◆ ACTIVITY: Go through the records and show each line where the word "GripperClient" occurs.

*** SUPPLIED DATA ***

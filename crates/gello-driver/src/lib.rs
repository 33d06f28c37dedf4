//! # GELLO Driver
//!
//! 主臂硬件抽象层，提供：
//! - 设备会话 trait（串口电机总线、网络机械臂/夹爪控制器），具体驱动由外部提供
//! - 标定记录及其存储、标定流程
//! - 统一的 [`RobotAdapter`] 接口及两种硬件变体
//!
//! ```text
//! Agent (gello-relay)
//!     ↓ RobotAdapter
//! Robot { MotorBus | Networked }
//!     ↓ MotorBus / ArmClient + GripperClient
//! Hardware
//! ```

pub mod calibration;
mod error;
#[cfg(any(test, feature = "mock"))]
pub mod mock;
pub mod robot;
pub mod session;

pub use calibration::{
    CalibrationError, CalibrationRecord, CalibrationStore, CalibrationStoreConfig, GripperConfig,
};
pub use error::DriverError;
pub use robot::{MotorBusRobot, NetworkedArmConfig, NetworkedArmRobot, Observations, Robot, RobotAdapter};
pub use session::{
    ArmClient, DeviceError, GripperClient, GripperCommand, MotorBus, MotorBusConnector,
};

*** End of SUPPLIED DATA ***

◆ SOLUTION:
//!     ↓ MotorBus / ArmClient + GripperClient
    ArmClient, DeviceError, GripperClient, GripperCommand, MotorBus, MotorBusConnector,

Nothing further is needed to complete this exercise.